Xylose

Wood sugar

  • 58-86-6 (D - shape )
  • 609-06-3 ( L-form)
  • 25990-60-7 (racemate )

Colorless, sweet-tasting needles or prisms

Fixed

154-158 ° C ( both enantiomers)

Well in water, soluble in hot ethanol and pyridine

Template: Infobox chemical / molecular formula search available

Xylose ( xylose, molecular formula C5H10O5 ) is an aldopentose, a type of sugar with five carbon atoms and an aldehyde group as a functional group, which results among other things in the hydrolysis of wood rubber with dilute acids. The sugar substitute xylitol is produced from it. Based on sucrose has a 10% D- xylose a sweetening power of 67%. Xylose is not degradable in the body and excreted in unaltered form. In medicine, xylose is therefore used in the intestine for the study of gastric emptying and resorption.

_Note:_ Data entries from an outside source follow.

//! The per-server heartbeat task.

use std::time::{Duration, Instant};

use tokio::sync::watch;

use super::{description::server::ServerDescription, topology::WeakTopology};
use crate::{
    cmap::{conn::Connection, establish::Handshaker},
    error::{Error, Result},
    event::{
        sdam::{
            ServerHeartbeatFailedEvent,
            ServerHeartbeatStartedEvent,
            ServerHeartbeatSucceededEvent,
        },
        SdamEventHandlerRef,
    },
    hello::{hello_command, HelloCommandResponse, HelloReply},
    options::{ClientOptions, ServerAddress},
};

pub(crate) const DEFAULT_HEARTBEAT_FREQUENCY: Duration = Duration::from_secs(10);

/// Checks closer together than this are coalesced, even when selection is starved and
/// requesting them.
pub(crate) const MIN_HEARTBEAT_FREQUENCY: Duration = Duration::from_millis(500);

/// The exponential moving average weight given to the newest round trip time sample.
const RTT_EWMA_WEIGHT: f64 = 0.2;

/// Periodically checks one server and pushes the resulting description into the topology.
///
/// The monitor keeps its own connection, separate from the server's pool, so that
/// heartbeats are never queued behind application operations. It holds only a weak
/// topology reference and exits when the topology is dropped, shut down, or no longer
/// contains its server.
pub(crate) struct Monitor {
    address: ServerAddress,
    topology: WeakTopology,
    handshaker: Handshaker,
    connection: Option<Connection>,
    /// Set once the server has advertised support for the `hello` command name.
    hello_ok: Option<bool>,
    average_round_trip_time: Option<Duration>,
    heartbeat_frequency: Duration,
    connect_timeout: Option<Duration>,
    event_handler: Option<SdamEventHandlerRef>,
    shutdown: watch::Receiver<bool>,
    check_requests: watch::Receiver<()>,
}

impl Monitor {
    /// Spawns the monitor task for one address.
    pub(crate) fn start(
        address: ServerAddress,
        topology: WeakTopology,
        options: &ClientOptions,
        shutdown: watch::Receiver<bool>,
        check_requests: watch::Receiver<()>,
    ) {
        // Monitoring connections are never authenticated and never compressed.
        let handshaker = Handshaker::new(options.app_name.clone(), Vec::new(), None);
        let mut monitor = Self {
            address,
            topology,
            handshaker,
            connection: None,
            hello_ok: None,
            average_round_trip_time: None,
            heartbeat_frequency: options.heartbeat_freq.unwrap_or(DEFAULT_HEARTBEAT_FREQUENCY),
            connect_timeout: options.connect_timeout,
            event_handler: options.sdam_event_handler.clone(),
            shutdown,
            check_requests,
        };
        tokio::spawn(async move {
            monitor.execute().await;
        });
    }

    async fn execute(&mut self) {
        loop {
            if *self.shutdown.borrow() {
                break;
            }
            let topology = match self.topology.upgrade() {
                Some(topology) => topology,
                None => break,
            };
            if !topology.is_monitoring(&self.address) {
                break;
            }

            let description = self.check_server().await;
            topology.update(description).await;

            // Drop the strong reference before sleeping so a dropped client can wind
            // down between checks.
            drop(topology);

            if !self.wait_for_next_check().await {
                break;
            }
        }

        if let Some(connection) = self.connection.take() {
            connection.close();
        }
    }

    /// Sleeps until the next check is due. A check request shortens the wait to the
    /// minimum frequency. Returns false when shutdown was signalled.
    async fn wait_for_next_check(&mut self) -> bool {
        tokio::time::sleep(MIN_HEARTBEAT_FREQUENCY).await;
        if *self.shutdown.borrow() {
            return false;
        }

        let remaining = self
            .heartbeat_frequency
            .saturating_sub(MIN_HEARTBEAT_FREQUENCY);
        tokio::select! {
            _ = tokio::time::sleep(remaining) => true,
            changed = self.check_requests.changed() => changed.is_ok(),
            _ = self.shutdown.changed() => !*self.shutdown.borrow(),
        }
    }

    /// Runs one hello exchange and turns the outcome into a server description. A network
    /// failure tears down the monitoring connection and is retried exactly once on a
    /// fresh one before the server is declared unknown.
    async fn check_server(&mut self) -> ServerDescription {
        self.emit(|handler| {
            handler.handle_server_heartbeat_started_event(ServerHeartbeatStartedEvent {
                address: self.address.clone(),
            })
        });

        let start = Instant::now();
        let result = match self.perform_hello().await {
            Err(error) if error.is_network_error() => {
                self.connection = None;
                self.perform_hello().await
            }
            other => other,
        };

        match result {
            Ok(reply) => {
                self.hello_ok = Some(reply.command_response.hello_ok == Some(true));
                let average = self.update_average_round_trip_time(reply.round_trip_time);

                self.emit(|handler| {
                    handler.handle_server_heartbeat_succeeded_event(
                        ServerHeartbeatSucceededEvent {
                            address: self.address.clone(),
                            duration: reply.round_trip_time,
                        },
                    )
                });
                ServerDescription::new_from_hello_reply(self.address.clone(), &reply, average)
            }
            Err(error) => {
                self.connection = None;
                self.average_round_trip_time = None;
                self.hello_ok = None;

                self.emit(|handler| {
                    handler.handle_server_heartbeat_failed_event(ServerHeartbeatFailedEvent {
                        address: self.address.clone(),
                        duration: start.elapsed(),
                        failure: error.clone(),
                    })
                });
                ServerDescription::new_from_error(self.address.clone(), error)
            }
        }
    }

    /// Sends a hello on the monitoring connection, opening one (and handshaking) first
    /// when none is live. Any failure invalidates the connection.
    async fn perform_hello(&mut self) -> Result<HelloReply> {
        let result = match self.connection {
            Some(ref connection) => {
                let command = hello_command(self.hello_ok);
                let start = Instant::now();
                let response = connection.send_command(command).await;
                let round_trip_time = start.elapsed();

                response.and_then(|response| {
                    response.command_error()?;
                    let command_response: HelloCommandResponse = response.body()?;
                    Ok(HelloReply {
                        server_address: self.address.clone(),
                        command_response,
                        round_trip_time,
                    })
                })
            }
            None => {
                let connection =
                    Connection::connect(self.address.clone(), 0, 0, self.connect_timeout, None)
                        .await?;
                let reply = self.handshaker.handshake(&connection).await;
                self.connection = Some(connection);
                reply
            }
        };

        if result.is_err() {
            if let Some(connection) = self.connection.take() {
                connection.close();
            }
        }
        result
    }

    fn update_average_round_trip_time(&mut self, sample: Duration) -> Duration {
        let average = match self.average_round_trip_time {
            Some(average) => {
                sample.mul_f64(RTT_EWMA_WEIGHT) + average.mul_f64(1.0 - RTT_EWMA_WEIGHT)
            }
            None => sample,
        };
        self.average_round_trip_time = Some(average);
        average
    }

    fn emit<F>(&self, emit: F)
    where
        F: FnOnce(&dyn crate::event::sdam::SdamEventHandler),
    {
        if let Some(handler) = &self.event_handler {
            emit(handler.0.as_ref());
        }
    }

    #[cfg(test)]
    fn stub(address: ServerAddress) -> Self {
        let (_, shutdown) = watch::channel(false);
        let (_, check_requests) = watch::channel(());
        Self {
            address,
            topology: WeakTopology::empty(),
            handshaker: Handshaker::new(None, Vec::new(), None),
            connection: None,
            hello_ok: None,
            average_round_trip_time: None,
            heartbeat_frequency: DEFAULT_HEARTBEAT_FREQUENCY,
            connect_timeout: None,
            event_handler: None,
            shutdown,
            check_requests,
        }
    }
}

#[cfg(test)]
mod test {
    use super::*;

    fn address() -> ServerAddress {
        ServerAddress::parse("localhost:27017").unwrap()
    }

    #[test]
    fn round_trip_time_is_exponentially_weighted() {
        let mut monitor = Monitor::stub(address());

        let first = monitor.update_average_round_trip_time(Duration::from_millis(100));
        assert_eq!(first, Duration::from_millis(100));

        // 0.2 * 200ms + 0.8 * 100ms
        let second = monitor.update_average_round_trip_time(Duration::from_millis(200));
        assert_eq!(second, Duration::from_millis(120));

        let third = monitor.update_average_round_trip_time(Duration::from_millis(120));
        assert_eq!(third, Duration::from_millis(120));
    }

    #[test]
    fn failed_check_forgets_the_averaged_round_trip_time() {
        let mut monitor = Monitor::stub(address());
        monitor.update_average_round_trip_time(Duration::from_millis(100));
        monitor.average_round_trip_time = None;
        assert_eq!(
            monitor.update_average_round_trip_time(Duration::from_millis(40)),
            Duration::from_millis(40),
        );
    }
}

The CAS number for the open-chain, racemic xylose is 25990-60-7. Each ring shape and each stereoisomer is assigned a unique CAS number:

Stereochemistry

The term xylose represents two enantiomers: D- xylose and L -xylose, which relate to each other as mirror images. The position of the hydroxyl group at C4 ( the second lowest carbon atom) determines whether it is D- or the L-enantiomer is the. In the Fischer projection shows this in the D -xylose to the right ( Latin: dexter, therefore D), in which L -xylose to the left ( Latin: laevus, L). As well as other long-chain sugars, xylose can react intramolecularly to form a cyclic hemiacetal of five or six atoms in the ring. Due to the thus emerging chiral center, there are four isomers of the ring forms of D- and L- xylose.

The suffixes - pyranose or furanose - describe the similarity of the ring with heterocycles pyran or furan.

At 20 ° C is dissolved in water, similar to D- xylose, D-glucose in 35% of the α - pyranose form and 65 % in the β - pyranose form before.

Medical use

The D -xylose absorption test can be found in the investigation of malabsorption use.